Впрочем, всякий человек, критикующий дарвинизм, вроде бы ломится в открытую дверь — ведь его научная несостоятельность доказана давно и на бесчисленных примерах. Вспомним афоризм Любищева: "Хотя в пользу теории эво­люции собран Монблан фактов, против нее го­ворят Гималаи фактов" [11]. Но и действен­ность такой критики оказалась равной нулю: дарвинизм продолжает оставаться официаль­ной доктриной академической науки.

Неизбежно возникает вопрос: следует ли считать концепцию естественного отбора под­линно научной? Речь, подчеркнем, идет не о верности или ошибочности дарвинизма, а о том, является ли он "обычной" научной теори­ей. Может быть все-таки это феномен совер­шенно   иной   природы,   лишь   имитирующий


внешние признаки науки? Многие считают, что эволюционной теории в общепринятом смысле никогда не существовало. То, что называлось теорией, было лишь рядом интерпретаций. Нет необходимости напоминать, что полноценная научная концепция способна не только непро­тиворечиво и единообразно объяснить весь экс­периментальный материал, но и предсказать новые, неизвестные ранее явления.

Предсказала ли эта концепция существова­ние таких феноменов, которые принципиально необъяснимы в рамках конкурирующих тео­рий? Смогла ли она предложить хотя бы один experimentum crucis? За полтораста лет своего существования не только не смогла, но и выра­ботала среди своих приверженцев такое стойкое равнодушие к проблеме собственной обоснованности, что сейчас трудно сказать, су­ществует ли в природе что-то, способное омра­чить олимпийскую безмятежность ее адептов.

Так, может быть, правы те критики теории эволюции, которые считают, что дарвинизм есть лишь идеологема, принявшая обличие на­учной теории? Ведь еще сто лет назад наш со­отечественник Н. Данилевский писал, что тео­рия эволюции не столько биологическое, сколько философское учение, купол на здании механического материализма, чем только мож­но объяснить ее фантастический успех, никак не связанный с научными достижениями.

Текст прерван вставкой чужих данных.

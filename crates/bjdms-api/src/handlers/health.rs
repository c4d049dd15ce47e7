//! Health check handler.

use axum::Json;
use axum::extract::State;

use bjdms_core::traits::cache::CacheProvider;

use crate::dto::response::{ApiResponse, CacheHealth, HealthResponse};
use crate::state::AppState;

/// GET /api/v1/health
pub async fn health(State(state): State<AppState>) -> Json<ApiResponse<HealthResponse>> {
    let cache_healthy = state.cache.health_check().await.unwrap_or(false);

    let database = match &state.database {
        Some(db) => match db.health_check().await {
            Ok(true) => "connected",
            _ => "unavailable",
        },
        None => "not_configured",
    };

    let status = if cache_healthy && database != "unavailable" {
        "ok"
    } else {
        "degraded"
    };

    Json(ApiResponse::ok(HealthResponse {
        status,
        version: env!("CARGO_PKG_VERSION"),
        cache: CacheHealth {
            provider: state.cache.provider_name(),
            healthy: cache_healthy,
        },
        database,
        audit_events_dropped: state.audit.dropped_count(),
    }))
}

Нам теперь становятся более понятны при­чины того, что, несмотря на бесплодность, дар­виновская теория эволюции остается почти без­раздельно господствующей. Об одной из них уже было сказано: дарвинизм есть наиболее по­следовательное воплощение "линии Демокри­та". Идеологические достоинства здесь выше всяких похвал, что же касается фактов, то с ними как-нибудь, да утрясется. Другая причина также на поверхности. Как это часто бывает, даже многократно провалившаяся концепция может очень долго существовать как бы по инерции, если у нее нет достаточно разработан­ной альтернативы. И здесь объективности ради следует сказать, что до последнего времени та­ковой у дарвинизма, действительно, не было.


ЭВОЛЮЦИОННАЯ КОНЦЕПЦИЯ МЕЙЕНА

Ситуация принципиально изменилась после того, как в работах С. Мейена (1935 - 1987) бы­ли сформулированы основные положения номотетической теории эволюции [12]. Следует, конечно, напомнить, что у Мейена были вы­дающиеся предшественники.

Еще в двадцатых годах Л. Берг в своей клас­сической книге "Номогенез" убедительно пока­зал, что, вопреки Дарвину, эволюция — отнюдь не случайный, а вполне закономерный процесс. Он описал несколько общебиологических феноменов, которые о том неоспоримо свиде­тельствуют [13]. (Один из них — явление гомо­логических рядов — подробно исследован Н. Вавиловым.)

Долгое время в биологии господствовало мнение, что систематика, то есть учение о сис­теме форм живого, заведомо вторична по отно­шению к филогении, то есть к вопросу о реаль­ном ходе эволюции. Ведь если следовать Дарвину, то генеалогическое дерево есть не только единственная, но и самая естественная система живых организмов. Любищев обосно­вал важнейший тезис, что естественная система форм живого не только несводима к филогении, но и имеет свои внутренние, вневременные, им­манентные самой природе живого законы [14].

Еще в двадцатые годы Любищев ясно по­нял, что на основе дарвиновских постулатов по­строить систематику невозможно. Нужны ка­кие-то принципиально новые (или хорошо забытые старые?) подходы. В работе, датиро­ванной 1923 годом, он пишет: "Система может быть построена или на Платоне или на Дарвине со Спенсером; построение системы из филосо­фии Дарвина оказалось иллюзией, надо строить систему, отрешившись от эволюционного под­хода" [14].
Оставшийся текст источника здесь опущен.